Running Forum
Posted: April 06, 2015 03:39PM
Views: 2117
Replies: 2 Admin
"The mountains won" - no kidding!!
None of the 40 runners who attempted to finish the 100-mile Barkley Marathons in the mountains of eastern Tennessee completed the race within the 60 hour time limit, the first time since 2007 that the endurance test had no finishers.

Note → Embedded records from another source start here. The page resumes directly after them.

/// Why an access faulted.
#[derive(Clone, Copy, Debug, PartialEq, Eq)]
pub enum FaultCause {
    /// No descriptor set is visible at the set number.
    SetNotBound,

    /// The descriptor set has no such binding.
    BindingAbsent,

    /// The element is not less than the number of elements of the binding.
    OutOfBounds { element_count: u32 },

    /// The element is not valid.
    InvalidDescriptor(DescriptorValidity),
}

/// Error that can happen when executing a shader.
#[derive(Clone, Debug, PartialEq, Eq)]
pub enum ExecutionError {
    /// A shader performed an access to a descriptor that is not valid.
    DeviceFault {
        stage: ShaderStage,
        set: u32,
        binding: u32,
        element: u32,
        cause: FaultCause,
    },

    /// A shader read a word of push constants past the end of the push constants.
    PushConstantOutOfRange { offset: u32, size: u32 },

    /// A shader accessed a variable that its module does not declare.
    UndeclaredVariable { variable: VariableId },
}

impl Error for ExecutionError {}

impl Display for ExecutionError {
    fn fmt(&self, f: &mut Formatter<'_>) -> Result<(), FmtError> {
        match self {
            Self::DeviceFault {
                stage,
                set,
                binding,
                element,
                cause,
            } => {
                write!(
                    f,
                    "the {:?} shader faulted while accessing set {}, binding {}, element {}: ",
                    stage, set, binding, element,
                )?;

                match cause {
                    FaultCause::SetNotBound => write!(f, "no descriptor set is bound"),
                    FaultCause::BindingAbsent => write!(f, "the binding does not exist"),
                    FaultCause::OutOfBounds { element_count } => {
                        write!(f, "the binding only has {} elements", element_count)
                    }
                    FaultCause::InvalidDescriptor(validity) => {
                        write!(f, "the descriptor is {:?}", validity)
                    }
                }
            }
            Self::PushConstantOutOfRange { offset, size } => write!(
                f,
                "a shader read push constants at offset {}, but only {} bytes were pushed",
                offset, size,
            ),
            Self::UndeclaredVariable { variable } => {
                write!(f, "a shader accessed {}, which is not declared", variable)
            }
        }
    }
}
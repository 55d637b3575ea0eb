//! Synchronization between the host and submissions.
//!
//! The host must not read what a submission wrote until the submission is known to be complete.
//! Every submission of a command buffer returns a [`Fence`] that becomes signaled once the
//! submission has finished executing, and reading the violations of the submission requires
//! waiting on that fence.

use crate::macros::impl_id_counter;
use std::{
    num::NonZero,
    sync::atomic::{AtomicBool, Ordering},
};

/// Signals the completion of one submission.
#[derive(Debug)]
pub struct Fence {
    id: NonZero<u64>,
    signaled: AtomicBool,
}

impl Fence {
    pub(crate) fn new() -> Self {
        Fence {
            id: Self::next_id(),
            signaled: AtomicBool::new(false),
        }
    }

    /// Returns whether the submission that the fence belongs to has completed.
    #[inline]
    pub fn is_signaled(&self) -> bool {
        self.signaled.load(Ordering::Acquire)
    }

    pub(crate) fn signal(&self) {
        self.signaled.store(true, Ordering::Release);
    }
}

impl_id_counter!(Fence);

#[cfg(test)]
mod tests {
    use super::Fence;

    #[test]
    fn signal() {
        let fence = Fence::new();
        assert!(!fence.is_signaled());

        fence.signal();
        assert!(fence.is_signaled());
        assert_ne!(fence.id(), Fence::new().id());
    }
}
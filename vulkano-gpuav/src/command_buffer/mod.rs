//! Recording of commands, and decoding of the violations that they caused.
//!
//! A [`CommandBuffer`] shadows the descriptor binding state of a real command buffer while it is
//! recorded. When a draw, dispatch or ray tracing command is recorded, the descriptor sets that
//! the bound pipeline can see are resolved and captured in a binding snapshot, which the
//! instrumented shaders of the pipeline read while the command executes.
//!
//! # Lifecycle
//!
//! ```text
//! Initial --begin--> Recording --end--> Executable --submit--> Pending --wait--> Executable
//! ```
//!
//! Calling [`begin`](CommandBuffer::begin) again from `Executable` discards everything that was
//! recorded, including the violations of the last submission.
//!
//! Once a submission has completed and [`wait`](CommandBuffer::wait) has returned, the
//! violations that the device reported are available from
//! [`decoded_violations`](CommandBuffer::decoded_violations), translated back to the objects
//! that were involved.

pub use self::state::SetBindingState;
use self::state::{BoundSet, CommandBufferBuilderState, ResolvedSet, SetSlot, SetStatus};
use crate::{
    descriptor_set::{layout::DescriptorBindingFlags, DescriptorSet, DescriptorValidity},
    device::{Device, DeviceOwned},
    error_channel::{DecodedViolation, ErrorChannel, ErrorRecord},
    macros::impl_id_counter,
    pipeline::{layout::PipelineLayout, Pipeline, PipelineBindPoint},
    shader::{
        interpreter::{self, DeviceMemory, ExecutionContext, ExecutionError},
        InstrumentedShader, ShaderStages,
    },
    snapshot::{self, BindingSnapshot, BoundSetSnapshot, SetSnapshot, SnapshotArena},
    sync::Fence,
    Validated, ValidationError,
};
use foldhash::HashMap;
use smallvec::SmallVec;
use std::{
    error::Error,
    fmt::{Display, Error as FmtError, Formatter},
    num::NonZero,
    sync::Arc,
};

mod state;

/// Records commands, and keeps the violations that they caused when they were last executed.
#[derive(Debug)]
pub struct CommandBuffer {
    device: Arc<Device>,
    id: NonZero<u64>,
    state: CommandBufferState,

    builder_state: CommandBufferBuilderState,
    commands: Vec<RecordedCommand>,
    next_command_index: u32,
    snapshots: SnapshotArena,
    last_snapshot: Option<(SnapshotKey, u32)>,

    channel: Option<ErrorChannel>,
    submission: Option<NonZero<u64>>,
    violations: Vec<DecodedViolation>,
    outputs: HashMap<u32, Vec<u32>>,
}
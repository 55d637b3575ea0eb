#![doc(html_logo_url = "https://raw.githubusercontent.com/vulkano-rs/vulkano/master/logo.png")]
//! GPU-assisted validation of descriptor indexing.
//!
//! Most of the rules of the Vulkan API can be checked when a command is recorded, because every
//! value involved is visible to the host. Descriptor indexing is the exception: when a shader
//! selects one element of a descriptor array with an index that it computes at runtime, no
//! amount of inspection of the command stream can tell whether the index is in range, or whether
//! the element it selects has ever been written. This crate checks those rules *on the device*.
//!
//! # Overview
//!
//! - A [`Device`](crate::device::Device) is the context that everything else belongs to. It
//!   holds the enabled features, the [`GpuAvConfig`](crate::device::GpuAvConfig), and the caches
//!   that are shared between command buffers.
//!
//! - [`DescriptorSetLayout`](crate::descriptor_set::layout::DescriptorSetLayout)s,
//!   [`DescriptorSet`](crate::descriptor_set::DescriptorSet)s and
//!   [`PipelineLayout`](crate::pipeline::layout::PipelineLayout)s mirror the Vulkan objects of the
//!   same name. Descriptor sets keep track of the state of every single array element: whether it
//!   has been written, written with a null descriptor, or whether the resource it refers to has
//!   been destroyed since.
//!
//! - [`ShaderModule`](crate::shader::ShaderModule)s are instrumented once when a
//!   [`Pipeline`](crate::pipeline::Pipeline) is created: every descriptor access is preceded by a
//!   call into a validation routine that checks the access against a snapshot of the bound
//!   descriptor state, and that replaces the result of an invalid access with an inert value.
//!
//! - A [`CommandBuffer`](crate::command_buffer::CommandBuffer) shadows the descriptor sets that
//!   are bound while it is being recorded. Binding a set with an incompatible pipeline layout
//!   disturbs the sets that are bound above it, exactly as on a real implementation. Every draw
//!   and dispatch serializes the bound state into a buffer that the instrumented shaders read.
//!
//! - While the commands execute, violations are written into an
//!   [`ErrorChannel`](crate::error_channel::ErrorChannel). Once the submission is known to be
//!   complete, the host drains the channel and decodes each record back into the API objects
//!   that were involved.
//!
//! The device itself is outside the scope of this crate. The
//! [`Queue`](crate::device::queue::Queue) type executes instrumented shaders with a software
//! interpreter so that the whole pipeline can be exercised on the host.

use std::{
    borrow::Cow,
    error::Error,
    fmt::{Display, Error as FmtError, Formatter},
};

mod cache;
pub mod command_buffer;
pub mod descriptor_set;
pub mod device;
pub mod error_channel;
mod macros;
pub mod pipeline;
pub mod shader;
pub mod snapshot;
pub mod sync;

/// A helper type for non-exhaustive structs.
///
/// This type cannot be constructed outside this crate. Structures with a field of this type can
/// only be constructed by calling a constructor function or `Default::default()`. The effect is
/// similar to the standard Rust `#[non_exhaustive]` attribute, except that it does not prevent
/// update syntax from being used.
#[derive(Clone, Copy, Debug, PartialEq, Eq, Hash)] // add traits as needed
pub struct NonExhaustive(pub(crate) ());

/// The arguments or other context of a call to a function were not valid.
#[derive(Clone, Debug)]
pub struct ValidationError {
    /// The context in which the problem exists (e.g. a specific parameter).
    pub context: Cow<'static, str>,

    /// A description of the problem.
    pub problem: Cow<'static, str>,

    /// *Valid Usage IDs* (VUIDs) in the Vulkan specification that relate to the error.
    pub vuids: &'static [&'static str],

    pub _ne: NonExhaustive,
}

impl ValidationError {
    pub(crate) fn add_context(mut self: Box<Self>, context: impl Into<Cow<'static, str>>) -> Box<Self> {
        if self.context.is_empty() {
            self.context = context.into();
        } else {
            self.context = format!("{}.{}", context.into(), self.context).into();
        }

        self
    }

    pub(crate) fn set_vuids(mut self: Box<Self>, vuids: &'static [&'static str]) -> Box<Self> {
        self.vuids = vuids;
        self
    }
}

impl Default for ValidationError {
    fn default() -> Self {
        ValidationError {
            context: Cow::Borrowed(""),
            problem: Cow::Borrowed(""),
            vuids: &[],
            _ne: NonExhaustive(()),
        }
    }
}

impl Display for ValidationError {
    fn fmt(&self, f: &mut Formatter<'_>) -> Result<(), FmtError> {
        if self.context.is_empty() {
            write!(f, "{}", self.problem)?;
        } else {
            write!(f, "{}: {}", self.context, self.problem)?;
        }

        if !self.vuids.is_empty() {
            write!(f, "\n\nVulkan VUIDs:")?;

            for vuid in self.vuids {
                write!(f, "\n    {}", vuid)?;
            }
        }

        Ok(())
    }
}

impl Error for ValidationError {}

/// A wrapper for error types of functions that can return validation errors.
#[derive(Clone)]
pub enum Validated<E> {
    /// A non-validation error occurred.
    Error(E),

    /// A validation error occurred.
    ValidationError(Box<ValidationError>),
}

impl<E> Validated<E> {
    /// Maps the inner `Error` value using the provided function, or does nothing if the value is
    /// `ValidationError`.
    #[inline]
    pub fn map<F>(self, f: impl FnOnce(E) -> F) -> Validated<F> {
        match self {
            Self::Error(err) => Validated::Error(f(err)),
            Self::ValidationError(err) => Validated::ValidationError(err),
        }
    }

    /// Returns the inner `Error` value, or panics if it contains `ValidationError`.
    #[inline(always)]
    #[track_caller]
    pub fn unwrap(self) -> E {
        match self {
            Self::Error(err) => err,
            Self::ValidationError(err) => {
                panic!(
                    "called `Validated::unwrap` on a `ValidationError` value: {:?}",
                    err
                )
            }
        }
    }
}

impl<E> std::fmt::Debug for Validated<E>
where
    E: std::fmt::Debug,
{
    fn fmt(&self, f: &mut Formatter<'_>) -> Result<(), FmtError> {
        match self {
            Self::Error(err) => write!(f, "a non-validation error occurred: {:?}", err),
            Self::ValidationError(err) => {
                write!(f, "a validation error occurred\n\nCaused by:\n    {}", err)
            }
        }
    }
}

impl<E> Display for Validated<E> {
    fn fmt(&self, f: &mut Formatter<'_>) -> Result<(), FmtError> {
        match self {
            Self::Error(_) => write!(f, "a non-validation error occurred"),
            Self::ValidationError(_) => write!(f, "a validation error occurred"),
        }
    }
}

impl<E> Error for Validated<E>
where
    E: Error + 'static,
{
    fn source(&self) -> Option<&(dyn Error + 'static)> {
        match self {
            Self::Error(err) => Some(err),
            Self::ValidationError(err) => Some(err.as_ref()),
        }
    }
}

impl<E> From<Box<ValidationError>> for Validated<E> {
    #[inline]
    fn from(err: Box<ValidationError>) -> Self {
        Self::ValidationError(err)
    }
}
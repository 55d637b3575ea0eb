//! A pipeline layout describes the layout of descriptors and push constants used by a pipeline.
//!
//! # Overview
//!
//! The layout itself only *describes* the descriptors and push constants, and does not contain
//! their content itself. Instead, you can think of it as a `struct` definition that states which
//! members there are, what types they have, and in what order.
//!
//! A pipeline layout is made of zero or more descriptor set layouts, indexed by set number, and
//! zero or more push constant ranges.
//!
//! # Layout compatibility
//!
//! When a descriptor set is bound with a pipeline layout, it remains usable by a pipeline with a
//! different layout, as long as the two layouts are *compatible* up to the set number of the
//! descriptor set. Two layouts are compatible for the first `n` sets if they have the same push
//! constant ranges, and the same descriptor set layout *objects* for each of those sets.
//!
//! Compatibility is decided by identity: two descriptor set layouts that were created from equal
//! create infos are still different layouts. Share the same `Arc<DescriptorSetLayout>` between
//! pipeline layouts to make them compatible.

use crate::{
    descriptor_set::layout::DescriptorSetLayout,
    device::{Device, DeviceOwned},
    macros::impl_id_counter,
    shader::ShaderStages,
    ValidationError,
};
use std::{num::NonZero, sync::Arc};

/// Describes the layout of descriptor sets and push constants that are made available to
/// shaders.
#[derive(Debug)]
pub struct PipelineLayout {
    device: Arc<Device>,
    id: NonZero<u64>,

    set_layouts: Vec<Arc<DescriptorSetLayout>>,
    push_constant_ranges: Vec<PushConstantRange>,
}

impl PipelineLayout {
    /// Creates a new `PipelineLayout`.
    ///
    /// # Panics
    ///
    /// - Panics if an element of `create_info.set_layouts` belongs to a different device.
    pub fn new(
        device: Arc<Device>,
        create_info: PipelineLayoutCreateInfo,
    ) -> Result<Arc<PipelineLayout>, Box<ValidationError>> {
        create_info
            .validate(&device)
            .map_err(|err| err.add_context("create_info"))?;

        let PipelineLayoutCreateInfo {
            set_layouts,
            mut push_constant_ranges,
            _ne: _,
        } = create_info;

        // Sort the ranges, so that equal sets of ranges compare equal.
        push_constant_ranges
            .sort_unstable_by_key(|range| (range.offset, range.size, range.stages.as_raw()));

        Ok(Arc::new(PipelineLayout {
            device,
            id: Self::next_id(),
            set_layouts,
            push_constant_ranges,
        }))
    }

    /// Returns the descriptor set layouts this pipeline layout was created from.
    #[inline]
    pub fn set_layouts(&self) -> &[Arc<DescriptorSetLayout>] {
        &self.set_layouts
    }

    /// Returns a sorted list of push constant ranges for the pipeline layout.
    #[inline]
    pub fn push_constant_ranges(&self) -> &[PushConstantRange] {
        &self.push_constant_ranges
    }

    /// Returns whether `self` is compatible with `other` for the given number of sets.
    ///
    /// # Panics
    ///
    /// - Panics if `num_sets` is greater than the number of sets in `self`.
    #[inline]
    pub fn is_compatible_with(&self, other: &PipelineLayout, num_sets: u32) -> bool {
        let num_sets = num_sets as usize;
        assert!(num_sets <= self.set_layouts.len());

        if self == other {
            return true;
        }

        if self.push_constant_ranges != other.push_constant_ranges {
            return false;
        }

        let other_sets = match other.set_layouts.get(0..num_sets) {
            Some(x) => x,
            None => return false,
        };

        self.set_layouts
            .iter()
            .zip(other_sets)
            .all(|(self_set_layout, other_set_layout)| self_set_layout == other_set_layout)
    }

    /// Returns whether the push constant ranges of `self` that include any of `stages` cover
    /// every byte of `offset..offset + size`.
    pub(crate) fn push_constants_cover(&self, stages: ShaderStages, offset: u32, size: u32) -> bool {
        let end = offset.saturating_add(size);

        (offset..end).step_by(4).all(|byte| {
            self.push_constant_ranges.iter().any(|range| {
                range.stages.intersects(stages)
                    && range.offset <= byte
                    && byte < range.offset + range.size
            })
        })
    }
}

unsafe impl DeviceOwned for PipelineLayout {
    #[inline]
    fn device(&self) -> &Arc<Device> {
        &self.device
    }
}

impl_id_counter!(PipelineLayout);

/// Parameters to create a new `PipelineLayout`.
#[derive(Clone, Debug)]
pub struct PipelineLayoutCreateInfo {
    /// The descriptor set layouts that should be part of the pipeline layout.
    ///
    /// They are provided in order of set number.
    ///
    /// The default value is empty.
    pub set_layouts: Vec<Arc<DescriptorSetLayout>>,

    /// The ranges of push constants that the pipeline will access.
    ///
    /// A shader stage can only appear in one element of the list, but it is possible to combine
    /// ranges for multiple shader stages if they are the same.
    ///
    /// The default value is empty.
    pub push_constant_ranges: Vec<PushConstantRange>,

    pub _ne: crate::NonExhaustive,
}

impl Default for PipelineLayoutCreateInfo {
    #[inline]
    fn default() -> Self {
        Self {
            set_layouts: Vec::new(),
            push_constant_ranges: Vec::new(),
            _ne: crate::NonExhaustive(()),
        }
    }
}

impl PipelineLayoutCreateInfo {
    pub(crate) fn validate(&self, device: &Device) -> Result<(), Box<ValidationError>> {
        let properties = device.properties();

        let &Self {
            ref set_layouts,
            ref push_constant_ranges,
            _ne: _,
        } = self;

        for set_layout in set_layouts {
            assert_eq!(set_layout.device().id(), device.id());
        }

        if set_layouts.len() > properties.max_bound_descriptor_sets as usize {
            return Err(Box::new(ValidationError {
                context: "set_layouts".into(),
                problem: "the length exceeds the `max_bound_descriptor_sets` limit".into(),
                vuids: &["VUID-VkPipelineLayoutCreateInfo-setLayoutCount-00286"],
                ..Default::default()
            }));
        }

        let mut seen_stages = ShaderStages::empty();

        for (range_index, range) in push_constant_ranges.iter().enumerate() {
            range
                .validate(device)
                .map_err(|err| err.add_context(format!("push_constant_ranges[{}]", range_index)))?;

            let &PushConstantRange {
                stages,
                offset: _,
                size: _,
            } = range;

            if seen_stages.intersects(stages) {
                return Err(Box::new(ValidationError {
                    context: "push_constant_ranges".into(),
                    problem: "contains more than one range with the same stage".into(),
                    vuids: &["VUID-VkPipelineLayoutCreateInfo-pPushConstantRanges-00292"],
                    ..Default::default()
                }));
            }

            seen_stages |= stages;
        }

        Ok(())
    }
}

/// Description of a range of the push constants of a pipeline layout.
#[derive(Clone, Copy, Debug, PartialEq, Eq)]
pub struct PushConstantRange {
    /// The stages which can access this range. A stage can access at most one push constant range.
    ///
    /// The default value is [`ShaderStages::empty()`], which must be overridden.
    pub stages: ShaderStages,

    /// Offset in bytes from the start of the push constants to this range.
    ///
    /// The value must be a multiple of 4.
    ///
    /// The default value is `0`.
    pub offset: u32,

    /// Size in bytes of the range.
    ///
    /// The value must be a multiple of 4, and not 0.
    ///
    /// The default value is `0`, which must be overridden.
    pub size: u32,
}

impl Default for PushConstantRange {
    #[inline]
    fn default() -> Self {
        Self {
            stages: ShaderStages::empty(),
            offset: 0,
            size: 0,
        }
    }
}

impl PushConstantRange {
    pub(crate) fn validate(&self, device: &Device) -> Result<(), Box<ValidationError>> {
        let &Self {
            stages,
            offset,
            size,
        } = self;

        if stages.is_empty() {
            return Err(Box::new(ValidationError {
                context: "stages".into(),
                problem: "is empty".into(),
                vuids: &["VUID-VkPushConstantRange-stageFlags-requiredbitmask"],
                ..Default::default()
            }));
        }

        let max_push_constants_size = device.properties().max_push_constants_size;

        if offset >= max_push_constants_size {
            return Err(Box::new(ValidationError {
                context: "offset".into(),
                problem: "is not less than the `max_push_constants_size` limit".into(),
                vuids: &["VUID-VkPushConstantRange-offset-00294"],
                ..Default::default()
            }));
        }

        if offset % 4 != 0 {
            return Err(Box::new(ValidationError {
                context: "offset".into(),
                problem: "is not a multiple of 4".into(),
                vuids: &["VUID-VkPushConstantRange-offset-00295"],
                ..Default::default()
            }));
        }

        if size == 0 {
            return Err(Box::new(ValidationError {
                context: "size".into(),
                problem: "is zero".into(),
                vuids: &["VUID-VkPushConstantRange-size-00296"],
                ..Default::default()
            }));
        }

        if size % 4 != 0 {
            return Err(Box::new(ValidationError {
                context: "size".into(),
                problem: "is not a multiple of 4".into(),
                vuids: &["VUID-VkPushConstantRange-size-00297"],
                ..Default::default()
            }));
        }

        if size > max_push_constants_size - offset {
            return Err(Box::new(ValidationError {
                problem: "`size` is greater than `max_push_constants_size` limit minus `offset`"
                    .into(),
                vuids: &["VUID-VkPushConstantRange-size-00298"],
                ..Default::default()
            }));
        }

        Ok(())
    }
}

“The mountains won,” said Gary Cantrell, who created the event in 1986. “I was pleased with the outcome. It’s a competition between the humans and the mountains.” In 30 years, 14 out of about 1,100 runners have completed the race, made up of five loops around a mountainous 20-mile course. With a finisher rate of about 1 percent, the Barkley has been labeled by many as the world’s hardest race.
Running Forum
Posted: March 15, 2016 05:32PM
Views: 520 Admin
There's a new documentary out now -- The Barkley Marathons: The Race That Eats Its Young
I think it's out on Netflix (US?) so check that out it looks really good
Every year, 40 international runners descend upon Tennessee with a compass and a prayer to test their limits against the Barkley Marathons. Inspired by James Earl Ray’s escape from nearby Brushy Mountain Prison, the race’s founder Lazarus Lake is as weird, unpredictable and irresistible a character as the idiosyncratic course he has created. Enshrouded in mystery, from the secret application process to the measly 10 finishers in its first 25 years, this “ball-buster” of a trail race has gained cult-like status with ultra-runners and amateurs alike. Participants are challenged by inexact directions, inhospitable conditions and obstacles like “Rat Jaw” and “Testicle Spectacle.” From the entry fee of $1.60, a flannel shirt and a license plate (for race virgins) to the cigarette lighting that marks its start, this is a 60-hour endurance race like no other. This oddly inspirational and wildly funny sports documentary champions success in failure, fun in futility and the joker who organizes it all.
Running Forum
Posted: March 25, 2016 12:28PM
Views: 697
The doc is on Canadian Netflix as well. Really great to watch. The "race director" (I'm sure he wouldn't want to be called that) is an interesting character.